# Insurance hike following points endorsement



## TynemouthGTR (May 20, 2016)

Hi all,

I have my insurance with Admiral for my MY17. Was quite happy with the quote of £800 yrs with 4yrs NCD and I've been with them for past 4 years since I had my C63 and had decent quotes all along...

Recently i fell foul to speeding (63 in 40 zone) and while I fully accept responsibility for the speeding and paid the fine etc. the 4pts I was given (again i'll suck that up, fault all mine) has hiked my insurance up to £1450, almost double! (I had zero points for 16yrs up to that point)

Is this a fair hike which I'll need to accept or are Admiral taking the p*** a bit? Again, I fully accept fault was mine, just wasn't expecting a 40% premium hike!

Thoughts anyone please? :shy:


----------



## Sam McGoo (Dec 30, 2015)

Go on some comparison websites and put in all your details including your new points. The results will tell you if Admiral are taking the micky or if all companies will punish you for the points in the same way.
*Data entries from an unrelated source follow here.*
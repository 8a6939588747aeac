use std::sync::atomic::{AtomicU64, Ordering};

use parking_lot::Mutex;

/// Exponential moving average of per-interval event counts.
///
/// `increment` is lock free and may be called from any thread; intervals are
/// closed by a single evaluator with `start_new_interval`.
#[derive(Debug)]
pub struct ExponentialMovingAverageCounter {
    ratio: f64,
    current: AtomicU64,
    average: Mutex<Option<f64>>,
}

impl ExponentialMovingAverageCounter {
    /// `ratio` is the weight of the most recent interval.
    pub fn new(ratio: f64) -> Self {
        Self {
            ratio,
            current: AtomicU64::new(0),
            average: Mutex::new(None),
        }
    }

    pub fn ratio(&self) -> f64 {
        self.ratio
    }

    pub fn increment(&self) -> u64 {
        self.current.fetch_add(1, Ordering::Relaxed) + 1
    }

    /// The smoothed count per interval, or the raw running count before the
    /// first interval closed.
    pub fn average(&self) -> f64 {
        match *self.average.lock() {
            Some(average) => average,
            None => self.current.load(Ordering::Relaxed) as f64,
        }
    }

    /// Folds the current interval into the average and returns the new average.
    pub fn start_new_interval(&self) -> f64 {
        let count = self.current.swap(0, Ordering::Relaxed) as f64;
        let mut average = self.average.lock();
        let next = match *average {
            Some(previous) => previous * (1.0 - self.ratio) + count * self.ratio,
            None => count,
        };
        *average = Some(next);
        next
    }

    /// Forgets all history.
    pub fn reset(&self) {
        let mut average = self.average.lock();
        *average = None;
        self.current.store(0, Ordering::Relaxed);
    }
}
Chances are you'll get a much cheaper quote. (Although going 50% over the speed limit won't help at all)


----------



## TynemouthGTR (May 20, 2016)

Yep, going to do just that, no excuses on the speed, it is what it was. Direct Line have already come in £400 cheaper with points declared so all is not lost it seems...


----------



## gtr mart (Mar 29, 2004)

I picked up 5 points. When I renewed pace ward were able to hold the premium or protect my ncb for an additional £50. Giving a premium of £700. MY10 stage 4.25. Yes please I said. Pace Ward have been great for me and have stayed with them for the 3 years that I have owned the car.


----------



## TynemouthGTR (May 20, 2016)

Thanks, good to know, I'll give them a call too, cheers! :thumbsup:

I managed to get a decent quote of just over £800 from Direct Line which surprised me so something to work with at least!


----------